=== Work request ===
Where a line below holds the string "AddReport", copy that line.
#####
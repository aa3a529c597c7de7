//! # Media staging ledger
//!
//! One `MediaLedger` per media channel of an entity form. It records what the
//! user did to each attachment without touching the server:
//!
//! ```text
//!   Persisted ──replace──▶ PendingReplace ──remove──▶ Persisted
//!       │                        │
//!   mark_delete              mark_delete
//!       ▼                        ▼
//!   PendingDelete ◀─────────────┘      PendingAdd ──remove / mark_delete──▶ (gone)
//!       │
//!    restore ──▶ Persisted
//! ```
//!
//! Every operation is synchronous and idempotent with respect to the final
//! state. Staged files hold a preview lease, so replacing, removing or
//! dropping a staged file releases its preview URL.

use obra_core::LocalFile;
use tracing::{debug, warn};

use crate::config::ChannelConfig;
use crate::error::{MediaError, MediaResult, RejectReason};
use crate::preview::PreviewRegistry;
use crate::types::{
    MediaId, MediaSlot, PersistedMedia, PreviewItem, PreviewSource, SlotId, SlotState, StagedFile,
};

/// Outcome of `add_files`.
#[derive(Debug, Default)]
pub struct AddReport {
    pub added: Vec<SlotId>,
    pub rejected: Vec<MediaError>,
}

impl AddReport {
    pub fn all_accepted(&self) -> bool {
        self.rejected.is_empty()
    }
}

/// What a submit has to tell the server about this channel.
#[derive(Debug, Default, PartialEq)]
pub struct LedgerChanges<'a> {
    /// Files to upload, `PendingAdd` and `PendingReplace` alike, in slot order
    pub uploads: Vec<&'a LocalFile>,
    /// Ids of `PendingDelete` slots
    pub deleted: Vec<&'a MediaId>,
    /// Original ids of `PendingReplace` slots
    pub replaced: Vec<&'a MediaId>,
}

impl LedgerChanges<'_> {
    pub fn is_empty(&self) -> bool {
        self.uploads.is_empty() && self.deleted.is_empty() && self.replaced.is_empty()
    }
}

#[derive(Debug)]
pub struct MediaLedger {
    channel: ChannelConfig,
    slots: Vec<MediaSlot>,
    previews: PreviewRegistry,
}

impl MediaLedger {
    /// Ledger for an existing record, one `Persisted` slot per attachment.
    pub fn seed(channel: ChannelConfig, persisted: Vec<PersistedMedia>, previews: PreviewRegistry) -> Self {
        let slots = persisted
            .into_iter()
            .map(|media| MediaSlot::new(SlotState::Persisted(media)))
            .collect();
        Self {
            channel,
            slots,
            previews,
        }
    }

    /// Ledger for a record that does not exist yet.
    pub fn empty(channel: ChannelConfig, previews: PreviewRegistry) -> Self {
        Self::seed(channel, Vec::new(), previews)
    }

    pub fn channel(&self) -> &ChannelConfig {
        &self.channel
    }

    pub fn slots(&self) -> &[MediaSlot] {
        &self.slots
    }

    pub fn get(&self, slot: SlotId) -> Option<&MediaSlot> {
        self.slots.iter().find(|s| s.id == slot)
    }

    /// Slot holding a given server id, whatever its current state.
    pub fn find_by_media_id(&self, id: &MediaId) -> Option<SlotId> {
        self.slots
            .iter()
            .find(|s| s.state.original().map(|m| &m.id == id).unwrap_or(false))
            .map(|s| s.id)
    }

    fn position(&self, slot: SlotId) -> Option<usize> {
        self.slots.iter().position(|s| s.id == slot)
    }

    fn stage(&self, file: LocalFile) -> StagedFile {
        let lease = self.previews.acquire(&file);
        StagedFile::new(file, lease)
    }

    fn accept(&self, file: &LocalFile) -> MediaResult<()> {
        self.channel.accept.check(file).map_err(|reason| {
            warn!(
                channel = %self.channel.name,
                filename = %file.filename,
                reason = %reason,
                "file rejected before staging"
            );
            MediaError::rejected(file.filename.clone(), reason)
        })
    }

    /// Stage new files. Rejected files are reported and never added.
    ///
    /// On a single-slot channel the first accepted file replaces whatever
    /// the slot holds; further files in the same batch are rejected.
    pub fn add_files<I>(&mut self, files: I) -> AddReport
    where
        I: IntoIterator<Item = LocalFile>,
    {
        let mut report = AddReport::default();

        for file in files {
            if let Err(err) = self.accept(&file) {
                report.rejected.push(err);
                continue;
            }

            if self.channel.is_single() {
                if !report.added.is_empty() {
                    report
                        .rejected
                        .push(MediaError::rejected(file.filename, RejectReason::ChannelFull));
                    continue;
                }
                if let Some(slot) = self.slots.first().map(|s| s.id) {
                    let staged = self.stage(file);
                    self.restage(0, staged);
                    report.added.push(slot);
                    continue;
                }
            } else if let Some(cap) = self.channel.capacity {
                if self.active_count() >= cap {
                    report
                        .rejected
                        .push(MediaError::rejected(file.filename, RejectReason::ChannelFull));
                    continue;
                }
            }

            let staged = self.stage(file);
            let slot = MediaSlot::new(SlotState::PendingAdd(staged));
            debug!(channel = %self.channel.name, slot = %slot.id, "staged add");
            report.added.push(slot.id);
            self.slots.push(slot);
        }

        report
    }

    /// Swap the content of a slot for `file`. A slot that started on the
    /// server keeps its original id and becomes `PendingReplace`.
    pub fn replace(&mut self, slot: SlotId, file: LocalFile) -> MediaResult<()> {
        self.accept(&file)?;
        let idx = self.position(slot).ok_or_else(|| MediaError::unknown_slot(slot))?;
        let staged = self.stage(file);
        self.restage(idx, staged);
        Ok(())
    }

    fn restage(&mut self, idx: usize, staged: StagedFile) {
        let slot = &mut self.slots[idx];
        let next = match &slot.state {
            SlotState::Persisted(media) | SlotState::PendingDelete(media) => SlotState::PendingReplace {
                original: media.clone(),
                staged,
            },
            SlotState::PendingReplace { original, .. } => SlotState::PendingReplace {
                original: original.clone(),
                staged,
            },
            SlotState::PendingAdd(_) => SlotState::PendingAdd(staged),
        };
        debug!(
            channel = %self.channel.name,
            slot = %slot.id,
            from = slot.state.name(),
            to = next.name(),
            "staged replace"
        );
        slot.state = next;
    }

    /// Mark a slot for deletion. A staged add is dropped outright, a staged
    /// replace is discarded. Unknown or already deleted slots are left alone.
    pub fn mark_delete(&mut self, slot: SlotId) -> MediaResult<()> {
        let Some(idx) = self.position(slot) else {
            return Ok(());
        };

        let next = match &self.slots[idx].state {
            SlotState::PendingDelete(_) => return Ok(()),
            SlotState::PendingAdd(_) => {
                self.slots.remove(idx);
                debug!(channel = %self.channel.name, slot = %slot, "dropped staged add");
                return Ok(());
            }
            SlotState::Persisted(media) | SlotState::PendingReplace { original: media, .. } => {
                if !self.channel.can_delete() {
                    return Err(MediaError::delete_not_allowed(self.channel.name.clone()));
                }
                SlotState::PendingDelete(media.clone())
            }
        };

        debug!(channel = %self.channel.name, slot = %slot, "marked for deletion");
        self.slots[idx].state = next;
        Ok(())
    }

    /// Undo `mark_delete`. Returns whether anything changed.
    pub fn restore(&mut self, slot: SlotId) -> bool {
        let Some(idx) = self.position(slot) else {
            return false;
        };
        match &self.slots[idx].state {
            SlotState::PendingDelete(media) => {
                let media = media.clone();
                self.slots[idx].state = SlotState::Persisted(media);
                debug!(channel = %self.channel.name, slot = %slot, "restored");
                true
            }
            _ => false,
        }
    }

    /// Drop whatever was staged on a slot. A staged add disappears, a staged
    /// replace falls back to the server copy. Returns whether anything changed.
    pub fn remove(&mut self, slot: SlotId) -> bool {
        let Some(idx) = self.position(slot) else {
            return false;
        };
        match &self.slots[idx].state {
            SlotState::PendingAdd(_) => {
                self.slots.remove(idx);
            }
            SlotState::PendingReplace { original, .. } => {
                let original = original.clone();
                self.slots[idx].state = SlotState::Persisted(original);
            }
            _ => return false,
        }
        debug!(channel = %self.channel.name, slot = %slot, "unstaged");
        true
    }

    pub fn is_dirty(&self) -> bool {
        self.slots.iter().any(|s| s.state.is_pending())
    }

    /// Slots that will still exist after a submit.
    pub fn active_count(&self) -> usize {
        self.slots
            .iter()
            .filter(|s| !matches!(s.state, SlotState::PendingDelete(_)))
            .count()
    }

    pub fn changes(&self) -> LedgerChanges<'_> {
        let mut changes = LedgerChanges::default();
        for slot in &self.slots {
            match &slot.state {
                SlotState::Persisted(_) => {}
                SlotState::PendingAdd(staged) => changes.uploads.push(&staged.file),
                SlotState::PendingReplace { original, staged } => {
                    changes.uploads.push(&staged.file);
                    changes.replaced.push(&original.id);
                }
                SlotState::PendingDelete(media) => changes.deleted.push(&media.id),
            }
        }
        changes
    }

    /// One entry per slot that is not marked for deletion.
    pub fn previews(&self) -> Vec<PreviewItem> {
        self.slots
            .iter()
            .filter_map(|slot| match &slot.state {
                SlotState::Persisted(media) => Some(PreviewItem {
                    slot: slot.id,
                    url: media.url.clone(),
                    source: PreviewSource::Server,
                }),
                SlotState::PendingAdd(staged) | SlotState::PendingReplace { staged, .. } => Some(PreviewItem {
                    slot: slot.id,
                    url: staged.preview_url().to_string(),
                    source: PreviewSource::Staged,
                }),
                SlotState::PendingDelete(_) => None,
            })
            .collect()
    }

    pub fn preview_registry(&self) -> &PreviewRegistry {
        &self.previews
    }

    /// End of session: every staged file and its preview go away.
    pub fn discard(self) {
        debug!(channel = %self.channel.name, slots = self.slots.len(), "ledger discarded");
    }
}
#####
=== Answer for this exercise ===
pub struct AddReport {
impl AddReport {
    pub fn add_files<I>(&mut self, files: I) -> AddReport
        let mut report = AddReport::default();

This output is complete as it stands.